Sensitive detection of acid phosphatase based on graphene quantum dots nanoassembly

Abstract

In this study, we report a convenient label-free fluorescence biosensor for the detection of acid phosphatase based on the aggregation-caused quenching of graphene quantum dots (GQDs). The fluorescence of GQDs could be quenched by poly-(dimethyl diallyl ammonium chloride) (PDDA); the high efficiency of the quenching was caused by the non-covalent binding of positively charged PDDA to negatively charged GQDs through electrostatic interactions, aggregating to form a GQDs-PDDA complex.

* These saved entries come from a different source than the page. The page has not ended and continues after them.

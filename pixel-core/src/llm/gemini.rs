//! Google Gemini generateContent client

use std::fmt;

use async_trait::async_trait;
use reqwest::Client;
use serde::{Deserialize, Serialize};
use tracing::{debug, instrument};

use super::{
    http_client, require_key, sanitize_api_error, ChatModel, ChatRequest, ChatRole, ModelSpec,
};
use crate::config::mask_key;
use crate::{Error, Result};

const DEFAULT_BASE_URL: &str = "https://generativelanguage.googleapis.com/v1beta";

#[derive(Serialize)]
#[serde(rename_all = "camelCase")]
struct GenerateBody {
    contents: Vec<Content>,
    #[serde(skip_serializing_if = "Option::is_none")]
    system_instruction: Option<Content>,
    generation_config: GenerationConfig,
}

#[derive(Serialize, Deserialize)]
struct Content {
    #[serde(skip_serializing_if = "Option::is_none")]
    role: Option<String>,
    #[serde(default)]
    parts: Vec<Part>,
}

#[derive(Serialize, Deserialize)]
struct Part {
    #[serde(default)]
    text: String,
}

#[derive(Serialize)]
#[serde(rename_all = "camelCase")]
struct GenerationConfig {
    max_output_tokens: u32,
}

#[derive(Deserialize)]
struct GenerateResponse {
    #[serde(default)]
    candidates: Vec<Candidate>,
}

#[derive(Deserialize)]
struct Candidate {
    content: Option<Content>,
}

/// Gemini client
pub struct GeminiModel {
    client: Client,
    model_id: String,
    api_key: Option<String>,
    base_url: String,
}

impl fmt::Debug for GeminiModel {
    fn fmt(&self, f: &mut fmt::Formatter<'_>) -> fmt::Result {
        f.debug_struct("GeminiModel")
            .field("model_id", &self.model_id)
            .field("api_key", &self.api_key.as_deref().map(mask_key))
            .field("base_url", &self.base_url)
            .finish()
    }
}

impl GeminiModel {
    pub fn new(spec: ModelSpec) -> Result<Self> {
        Ok(Self {
            client: http_client(spec.timeout)?,
            model_id: spec.model_id,
            api_key: spec.api_key,
            base_url: DEFAULT_BASE_URL.to_string(),
        })
    }

    fn body(request: &ChatRequest) -> GenerateBody {
        let contents = request
            .messages
            .iter()
            .filter(|m| m.role != ChatRole::System)
            .map(|m| Content {
                role: Some(
                    match m.role {
                        ChatRole::Assistant => "model",
                        _ => "user",
                    }
                    .to_string(),
                ),
                parts: vec![Part {
                    text: m.content.clone(),
                }],
            })
            .collect();

        GenerateBody {
            contents,
            system_instruction: request.system_text().map(|text| Content {
                role: None,
                parts: vec![Part { text }],
            }),
            generation_config: GenerationConfig {
                max_output_tokens: request.max_tokens,
            },
        }
    }
}

#[async_trait]
impl ChatModel for GeminiModel {
    fn provider(&self) -> &str {
        "google"
    }

    fn model_id(&self) -> &str {
        &self.model_id
    }

    #[instrument(skip(self, request), fields(model = %self.model_id))]
    async fn complete(&self, request: &ChatRequest) -> Result<String> {
        let key = require_key("google", &self.api_key)?;
        let body = Self::body(request);

        debug!(contents = body.contents.len(), "Sending request to Gemini");

        let response = self
            .client
            .post(format!(
                "{}/models/{}:generateContent",
                self.base_url, self.model_id
            ))
            .query(&[("key", key)])
            .json(&body)
            .send()
            .await
            // reqwest errors carry the URL, which includes the key
            .map_err(|e| {
                Error::Provider(sanitize_api_error("google", &e.without_url().to_string()))
            })?;

        let status = response.status();
        if !status.is_success() {
            let text = response.text().await.unwrap_or_default();
            return Err(Error::Provider(sanitize_api_error(
                "google",
                &format!("HTTP {}: {}", status, text),
            )));
        }

        let parsed: GenerateResponse = response
            .json()
            .await
            .map_err(|e| {
                Error::Provider(format!("Invalid response from google: {}", e.without_url()))
            })?;

        let candidate = parsed
            .candidates
            .into_iter()
            .next()
            .and_then(|c| c.content)
            .ok_or_else(|| Error::Provider("google returned no candidates".to_string()))?;

        Ok(candidate
            .parts
            .into_iter()
            .map(|p| p.text)
            .collect::<Vec<_>>()
            .join(""))
    }
}

#[cfg(test)]
mod tests {
    use super::*;
    use crate::llm::ChatMessage;

    #[test]
    fn test_body_maps_roles() {
        let request = ChatRequest::new(vec![
            ChatMessage::system("sys"),
            ChatMessage::user("q"),
            ChatMessage::assistant("a"),
        ])
        .with_max_tokens(64);

        let json = serde_json::to_value(GeminiModel::body(&request)).unwrap();
        assert_eq!(json["systemInstruction"]["parts"][0]["text"], "sys");
        assert_eq!(json["contents"][0]["role"], "user");
        assert_eq!(json["contents"][1]["role"], "model");
        assert_eq!(json["generationConfig"]["maxOutputTokens"], 64);
    }
}
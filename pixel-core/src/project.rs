//! Next.js project inventory
//!
//! Walks a source tree and records what the analysis and planning roles need:
//! the file list, which router the app uses, the Next.js version and the
//! declared dependencies.

use std::collections::{BTreeMap, BTreeSet};
use std::fmt;
use std::path::{Path, PathBuf};

use serde::{Deserialize, Serialize};
use tracing::{debug, instrument};

use crate::{Error, Result};

/// Directories never listed
pub const SKIPPED_DIRS: &[&str] = &[
    "node_modules",
    ".git",
    ".next",
    "dist",
    "out",
    ".nuxt",
    ".output",
];

/// Which Next.js router the project is built on
#[derive(Debug, Clone, Copy, PartialEq, Eq, Serialize, Deserialize)]
#[serde(rename_all = "lowercase")]
pub enum RouterKind {
    /// `app/` directory router
    App,
    /// `pages/` directory router
    Pages,
    /// Both routers present
    Mixed,
    /// Neither found
    Unknown,
}

impl fmt::Display for RouterKind {
    fn fmt(&self, f: &mut fmt::Formatter<'_>) -> fmt::Result {
        let s = match self {
            RouterKind::App => "App Router",
            RouterKind::Pages => "Pages Router",
            RouterKind::Mixed => "App Router and Pages Router",
            RouterKind::Unknown => "unknown router",
        };
        write!(f, "{}", s)
    }
}

#[derive(Debug, Default, Deserialize)]
#[serde(rename_all = "camelCase")]
struct PackageJson {
    name: Option<String>,
    #[serde(default)]
    dependencies: BTreeMap<String, String>,
    #[serde(default)]
    dev_dependencies: BTreeMap<String, String>,
}

/// Everything the scan found
#[derive(Debug, Clone, Serialize)]
pub struct ProjectInventory {
    pub root: PathBuf,
    /// Relative `/`-separated paths, sorted
    pub files: Vec<String>,
    pub router: RouterKind,
    pub next_version: Option<String>,
    pub project_name: Option<String>,
    /// Runtime and dev dependencies from package.json
    pub dependencies: BTreeMap<String, String>,
    #[serde(skip)]
    index: BTreeSet<String>,
}

/// Normalize a project-relative path for comparison
///
/// Converts backslashes, strips `./` prefixes, drops empty and `.` segments.
pub fn normalize(path: &str) -> String {
    path.trim()
        .replace('\\', "/")
        .split('/')
        .filter(|seg| !seg.is_empty() && *seg != ".")
        .collect::<Vec<_>>()
        .join("/")
}

fn detect_router(files: &[String]) -> RouterKind {
    let is_route = |prefix: &str| {
        files.iter().any(|f| {
            ["", "src/"].iter().any(|base| {
                f.strip_prefix(&format!("{}{}", base, prefix))
                    .is_some_and(|rest| !rest.is_empty())
            })
        })
    };

    match (is_route("app/"), is_route("pages/")) {
        (true, true) => RouterKind::Mixed,
        (true, false) => RouterKind::App,
        (false, true) => RouterKind::Pages,
        (false, false) => RouterKind::Unknown,
    }
}

fn walk(root: &Path, dir: &Path, files: &mut Vec<String>) -> Result<()> {
    for entry in std::fs::read_dir(dir)? {
        let entry = entry?;
        let file_type = entry.file_type()?;
        let name = entry.file_name();
        let name = name.to_string_lossy();

        if file_type.is_dir() {
            if SKIPPED_DIRS.contains(&name.as_ref()) {
                continue;
            }
            walk(root, &entry.path(), files)?;
        } else if file_type.is_file() {
            let path = entry.path();
            let relative = path.strip_prefix(root).unwrap_or(&path);
            files.push(normalize(&relative.to_string_lossy()));
        }
    }
    Ok(())
}

impl ProjectInventory {
    /// Scan a project directory
    #[instrument]
    pub fn scan(root: &Path) -> Result<Self> {
        if !root.is_dir() {
            return Err(Error::Other(format!(
                "Project directory not found: {}",
                root.display()
            )));
        }

        let mut files = Vec::new();
        walk(root, root, &mut files)?;
        files.sort();

        let package = match std::fs::read_to_string(root.join("package.json")) {
            Ok(raw) => serde_json::from_str::<PackageJson>(&raw).unwrap_or_else(|e| {
                tracing::warn!(error = %e, "Could not parse package.json");
                PackageJson::default()
            }),
            Err(_) => PackageJson::default(),
        };

        let next_version = package
            .dependencies
            .get("next")
            .or_else(|| package.dev_dependencies.get("next"))
            .cloned();

        let mut dependencies = package.dependencies;
        dependencies.extend(package.dev_dependencies);

        let router = detect_router(&files);
        debug!(files = files.len(), %router, "Scanned project");

        Ok(Self {
            root: root.to_path_buf(),
            index: files.iter().cloned().collect(),
            files,
            router,
            next_version,
            project_name: package.name,
            dependencies,
        })
    }

    /// Whether `path` was found by the scan
    pub fn contains(&self, path: &str) -> bool {
        self.index.contains(&normalize(path))
    }

    /// Whether the project declares a dependency on `next`
    pub fn is_next_project(&self) -> bool {
        self.next_version.is_some()
    }

    /// Read a scanned file
    pub fn read(&self, path: &str) -> Result<String> {
        let path = normalize(path);
        if !self.index.contains(&path) {
            return Err(Error::Plan(format!("{} is not part of the project", path)));
        }
        Ok(std::fs::read_to_string(self.root.join(&path))?)
    }

    /// Markdown digest used in prompts
    pub fn summary(&self) -> String {
        let mut out = String::new();
        out.push_str(&format!(
            "Project: {}\n",
            self.project_name.as_deref().unwrap_or("(unnamed)")
        ));
        out.push_str(&format!(
            "Next.js version: {}\n",
            self.next_version.as_deref().unwrap_or("(not declared)")
        ));
        out.push_str(&format!("Router: {}\n", self.router));

        out.push_str("\nDependencies:\n");
        if self.dependencies.is_empty() {
            out.push_str("(none)\n");
        }
        for (name, version) in &self.dependencies {
            out.push_str(&format!("- {} {}\n", name, version));
        }

        out.push_str(&format!("\nFiles ({}):\n", self.files.len()));
        out.push_str(&self.file_list());
        out
    }

    /// One `- path` line per file
    pub fn file_list(&self) -> String {
        self.files
            .iter()
            .map(|f| format!("- {}", f))
            .collect::<Vec<_>>()
            .join("\n")
    }
}

#[cfg(test)]
mod tests {
    use super::*;
    use tempfile::TempDir;

    fn write(root: &Path, path: &str, contents: &str) {
        let full = root.join(path);
        std::fs::create_dir_all(full.parent().unwrap()).unwrap();
        std::fs::write(full, contents).unwrap();
    }

    fn app_router_project() -> TempDir {
        let dir = TempDir::new().unwrap();
        write(
            dir.path(),
            "package.json",
            r#"{"name": "shop", "dependencies": {"next": "14.2.3", "react": "18.3.1"}, "devDependencies": {"tailwindcss": "3.4.0"}}"#,
        );
        write(dir.path(), "src/app/page.tsx", "export default function Page() {}");
        write(dir.path(), "src/app/layout.tsx", "");
        write(dir.path(), "public/logo.svg", "<svg/>");
        write(dir.path(), "node_modules/react/index.js", "");
        write(dir.path(), ".next/cache/x", "");
        write(dir.path(), ".git/HEAD", "");
        dir
    }

    #[test]
    fn test_scan_lists_files_and_skips_build_dirs() {
        let dir = app_router_project();
        let inventory = ProjectInventory::scan(dir.path()).unwrap();

        assert_eq!(
            inventory.files,
            vec![
                "package.json",
                "public/logo.svg",
                "src/app/layout.tsx",
                "src/app/page.tsx"
            ]
        );
    }

    #[test]
    fn test_scan_reads_package_json() {
        let dir = app_router_project();
        let inventory = ProjectInventory::scan(dir.path()).unwrap();

        assert_eq!(inventory.router, RouterKind::App);
        assert_eq!(inventory.next_version.as_deref(), Some("14.2.3"));
        assert_eq!(inventory.project_name.as_deref(), Some("shop"));
        assert!(inventory.dependencies.contains_key("tailwindcss"));
        assert!(inventory.is_next_project());
    }

    #[test]
    fn test_pages_router() {
        let dir = TempDir::new().unwrap();
        write(dir.path(), "pages/index.js", "");
        write(dir.path(), "pages/about.js", "");
        let inventory = ProjectInventory::scan(dir.path()).unwrap();
        assert_eq!(inventory.router, RouterKind::Pages);
        assert!(!inventory.is_next_project());
    }

    #[test]
    fn test_contains_normalizes() {
        let dir = app_router_project();
        let inventory = ProjectInventory::scan(dir.path()).unwrap();

        assert!(inventory.contains("./src/app/page.tsx"));
        assert!(inventory.contains("src\\app\\page.tsx"));
        assert!(!inventory.contains("src/pages/Home.jsx"));
    }

    #[test]
    fn test_read_only_scanned_files() {
        let dir = app_router_project();
        let inventory = ProjectInventory::scan(dir.path()).unwrap();

        assert!(inventory.read("src/app/page.tsx").unwrap().contains("Page"));
        assert!(inventory.read("node_modules/react/index.js").is_err());
    }

    #[test]
    fn test_missing_directory() {
        let dir = TempDir::new().unwrap();
        assert!(ProjectInventory::scan(&dir.path().join("nope")).is_err());
    }

    #[test]
    fn test_normalize() {
        assert_eq!(normalize("./a//b/./c.ts"), "a/b/c.ts");
        assert_eq!(normalize(" a\\b "), "a/b");
    }

    #[test]
    fn test_summary() {
        let dir = app_router_project();
        let summary = ProjectInventory::scan(dir.path()).unwrap().summary();
        assert!(summary.contains("Router: App Router"));
        assert!(summary.contains("- next 14.2.3"));
        assert!(summary.contains("- src/app/page.tsx"));
    }
}
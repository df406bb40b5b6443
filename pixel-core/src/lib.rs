//! Pixel-Perfect core library
//!
//! A team of three LLM agents migrates a Next.js project to Nuxt: an
//! analyzer inspects the source tree, an architect plans the migration and a
//! developer writes the Nuxt files. Provider credentials rotate round-robin
//! across the team, and every turn can be persisted so a run can resume.

pub mod agent;
pub mod config;
pub mod error;
pub mod git;
pub mod knowledge;
pub mod llm;
pub mod plan;
pub mod project;
pub mod providers;
pub mod rotation;
pub mod settings;
pub mod tools;
pub mod workflow;

pub use config::{ConfigStore, ConfigView, EnvSource, UserConfig};
pub use error::{Error, Result};
pub use knowledge::KnowledgeClient;
pub use llm::{ModelResolver, Resolution, ResolvedModel};
pub use plan::{FileMigration, MigrationAction, MigrationPlan};
pub use project::ProjectInventory;
pub use rotation::KeyRotationManager;
pub use settings::{Settings, SettingsOverrides};
pub use workflow::{MigrationReport, MigrationTeam};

Addition of sodium hexametaphosphate (NaPO₃)₆ could effectively turn on the quenched fluorescence due to the stronger electrostatic interactions between positively charged PDDA and negatively charged (NaPO₃)₆. The introduction of acid phosphatase (ACP) would lead to the breakdown of (NaPO₃)₆ into small fragments and disassemble the complex of PDDA-(NaPO₃)₆. As a result, the recovered fluorescence could be quenched again by the addition of ACP. Quantitative evaluation of ACP activity in a broad range from 30 nU mL⁻¹ to 420 nU mL⁻¹ with a detection limit of 12 nU mL⁻¹ can be achieved in this way, endowing the assay with sufficiently high sensitivity for practical detection of ACP in human serum.